Das kannst du jetzt tun — konkrete nächste Schritte
Um in der sich verändernden Landschaft des Tourismus erfolgreich zu bleiben, ist es wichtig, aktiv an deiner Weiterbildung zu arbeiten. Hier sind einige konkrete Schritte:
- IHK-Webinare besuchen: Informiere dich über kostenlose Online-Kurse der Industrie- und Handelskammer zu Digitalisierung und KI im Tourismus.
- Kurse auf Plattformen wie Coursera: Nutze kostengünstige Angebote, um Kenntnisse in KI und digitalem Marketing zu erwerben, die dir helfen, dich im Beruf weiterzuentwickeln.
- YouTube-Tutorials nutzen: Suche nach Tutorials zu spezifischen Reisebuchungssoftwares oder KI-Anwendungen, um dein Wissen praktisch zu erweitern.

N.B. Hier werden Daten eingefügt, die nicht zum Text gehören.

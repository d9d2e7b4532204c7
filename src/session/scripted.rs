//! Sessions that answer from a script instead of a remote host.
//!
//! Every line sent is passed to a responder closure together with the
//! session's context; the returned text becomes available to `expect`. An
//! `expect` that finds nothing in the available text fails immediately with
//! a timeout, so scripts never stall a test.

use super::{describe, ExpectBuffer, InteractiveSession, Match, SessionError, SessionFactory};
use regex::Regex;
use std::sync::{Arc, Mutex, MutexGuard};
use std::time::Duration;

/// What a responder knows about the session it answers for
#[derive(Debug, Clone, Default)]
pub struct ScriptContext {
    pub host: String,
    pub user: String,
    /// Lines sent earlier in this session, oldest first
    pub history: Vec<String>,
}

impl ScriptContext {
    /// Argument of the last `nc -U '<path>'` line, i.e. the attached serial pipe
    pub fn serial_pipe(&self) -> Option<&str> {
        self.history.iter().rev().find_map(|line| {
            line.strip_prefix("nc -U ")
                .map(|path| path.trim_matches('\''))
        })
    }
}

/// A line sent through any scripted session
#[derive(Debug, Clone, PartialEq, Eq)]
pub struct SentLine {
    pub host: String,
    /// Serial pipe the session was attached to when the line was sent
    pub pipe: Option<String>,
    pub line: String,
}

type Responder = dyn Fn(&ScriptContext, &str) -> String + Send + Sync;

#[derive(Clone)]
pub struct ScriptedSessions {
    responder: Arc<Responder>,
    transcript: Arc<Mutex<Vec<SentLine>>>,
    refused: Arc<Mutex<Vec<String>>>,
}

impl ScriptedSessions {
    pub fn new<F>(responder: F) -> Self
    where
        F: Fn(&ScriptContext, &str) -> String + Send + Sync + 'static,
    {
        Self {
            responder: Arc::new(responder),
            transcript: Arc::new(Mutex::new(Vec::new())),
            refused: Arc::new(Mutex::new(Vec::new())),
        }
    }

    /// Make `open` fail for `host`
    pub fn refuse(&self, host: &str) {
        lock(&self.refused).push(host.to_string());
    }

    /// Every line sent so far, across all sessions
    pub fn sent(&self) -> Vec<SentLine> {
        lock(&self.transcript).clone()
    }

    /// Lines sent while attached to the serial pipe at `pipe`
    pub fn sent_to_pipe(&self, pipe: &str) -> Vec<String> {
        lock(&self.transcript)
            .iter()
            .filter(|s| s.pipe.as_deref() == Some(pipe))
            .map(|s| s.line.clone())
            .collect()
    }
}

impl std::fmt::Debug for ScriptedSessions {
    fn fmt(&self, f: &mut std::fmt::Formatter<'_>) -> std::fmt::Result {
        f.debug_struct("ScriptedSessions")
            .field("sent", &lock(&self.transcript).len())
            .finish()
    }
}

fn lock<T>(m: &Mutex<T>) -> MutexGuard<'_, T> {
    m.lock().unwrap_or_else(|poisoned| poisoned.into_inner())
}

impl SessionFactory for ScriptedSessions {
    fn open(
        &self,
        host: &str,
        user: &str,
        _password: &str,
        _login_timeout: Duration,
    ) -> Result<Box<dyn InteractiveSession>, SessionError> {
        if lock(&self.refused).iter().any(|h| h == host) {
            return Err(SessionError::Connect {
                host: host.to_string(),
                reason: "connection refused".into(),
            });
        }
        Ok(Box::new(ScriptedSession {
            context: ScriptContext {
                host: host.to_string(),
                user: user.to_string(),
                history: Vec::new(),
            },
            responder: Arc::clone(&self.responder),
            transcript: Arc::clone(&self.transcript),
            buffer: ExpectBuffer::new(),
            closed: false,
        }))
    }
}

struct ScriptedSession {
    context: ScriptContext,
    responder: Arc<Responder>,
    transcript: Arc<Mutex<Vec<SentLine>>>,
    buffer: ExpectBuffer,
    closed: bool,
}

impl InteractiveSession for ScriptedSession {
    fn send_line(&mut self, line: &str) -> Result<(), SessionError> {
        let pipe = self.context.serial_pipe().map(String::from);
        lock(&self.transcript).push(SentLine {
            host: self.context.host.clone(),
            pipe,
            line: line.to_string(),
        });
        let output = (self.responder)(&self.context, line);
        self.context.history.push(line.to_string());
        self.buffer.push(&output);
        Ok(())
    }

    fn expect(&mut self, patterns: &[Regex], timeout: Duration) -> Result<Match, SessionError> {
        if let Some(m) = self.buffer.try_match(patterns) {
            return Ok(m);
        }
        let before = self.buffer.pending().to_string();
        if self.closed {
            return Err(SessionError::Eof {
                patterns: describe(patterns),
                before,
            });
        }
        Err(SessionError::Timeout {
            timeout,
            patterns: describe(patterns),
            before,
        })
    }

    fn close(&mut self) -> Result<(), SessionError> {
        self.closed = true;
        Ok(())
    }
}
impl EsxShellBackend {
    pub fn new(esx: EsxHost, sessions: Arc<dyn SessionFactory>, timeouts: Timeouts) -> Self {
        Self { esx, sessions, timeouts }
    }

    fn open(&self) -> Result<Box<dyn InteractiveSession>, BackendError> {
        Ok(self
            .sessions
            .open(&self.esx.ip, &self.esx.user, &self.esx.password, self.timeouts.login)?)
    }

    /// Run `commands` in one session; fails on the first non-zero exit status
    fn run_all(&self, commands: &[String]) -> Result<Vec<String>, BackendError> {
        let mut session = self.open()?;
        let mut outputs = Vec::with_capacity(commands.len());
        for command in commands {
            trace!("{} $ {}", self.esx.ip, command);
            session.send_line(&format!("{}; echo __rc=$?", command))?;
            let m = session.expect(std::slice::from_ref(&*EXIT_MARKER), self.timeouts.build)?;
            let output = strip_echo(&m.before, command);
            let rc = EXIT_MARKER
                .captures(&m.after)
                .and_then(|c| c[1].parse::<i32>().ok())
                .unwrap_or(-1);
            if rc != 0 {
                if let Err(e) = session.close() {
                    debug!("{}: closing session failed: {}", self.esx.ip, e);
                }
                return Err(BackendError::Command(format!(
                    "'{}' exited with {}: {}",
                    command,
                    rc,
                    output.trim()
                )));
            }
            outputs.push(output);
        }
        session.close()?;
        Ok(outputs)
    }

    fn run(&self, command: impl Into<String>) -> Result<String, BackendError> {
        Ok(self.run_all(&[command.into()])?.pop().unwrap_or_default())
    }

    fn registered(&self) -> Result<Vec<RegisteredVm>, BackendError> {
        Ok(parse_getallvms(&self.run("vim-cmd vmsvc/getallvms")?))
    }

    fn find(&self, name: &str) -> Result<RegisteredVm, BackendError> {
        self.registered()?
            .into_iter()
            .find(|vm| vm.name == name)
            .ok_or_else(|| BackendError::not_found("VM", name))
    }

    fn is_powered_on(&self, id: &str) -> Result<bool, BackendError> {
        let state = self.run(format!("vim-cmd vmsvc/power.getstate {}", id))?;
        Ok(state.contains("Powered on"))
    }

    fn wait_power(&self, name: &str, id: &str, on: bool) -> Result<(), BackendError> {
        let deadline = Instant::now() + self.timeouts.power_poll;
        loop {
            if self.is_powered_on(id)? == on {
                return Ok(());
            }
            if Instant::now() >= deadline {
                let state = if on { "on" } else { "off" };
                return Err(BackendError::Timeout(format!("{} to power {}", name, state)));
            }
            thread::sleep(POLL_INTERVAL);
        }
    }

    fn portgroups(&self) -> Result<Vec<String>, BackendError> {
        Ok(parse_portgroups(&self.run("esxcli network vswitch standard portgroup list")?))
    }

    fn pool_id(&self, name: &str) -> Result<Option<String>, BackendError> {
        Ok(parse_pools(&self.run("vim-cmd hostsvc/rsrc/ls ha-root-pool")?)
            .into_iter()
            .find(|(_, pool)| pool == name)
            .map(|(id, _)| id))
    }
}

Indem du diese Ressourcen nutzt, kannst du deine Fach- und persönlichen Kompetenzen ausbauen und dich für die Zukunft rüsten.
Fazit: Deine Zukunft als Tourismuskaufmann/-frau
Die Rolle des Tourismuskaufmanns oder der Tourismuskauffrau wird sich in den kommenden Jahren stark verändern, doch es bleibt Raum für menschliche Fähigkeiten. Die Automatisierung wird viele Aufgaben erleichtern, aber deine Kommunikations- und Beratungsfähigkeiten bleiben unersetzlich. Nutze die Möglichkeiten zur Weiterbildung, um dich auf die zukünftigen Anforderungen des Marktes vorzubereiten und deine Karriere im Tourismus aktiv zu gestalten.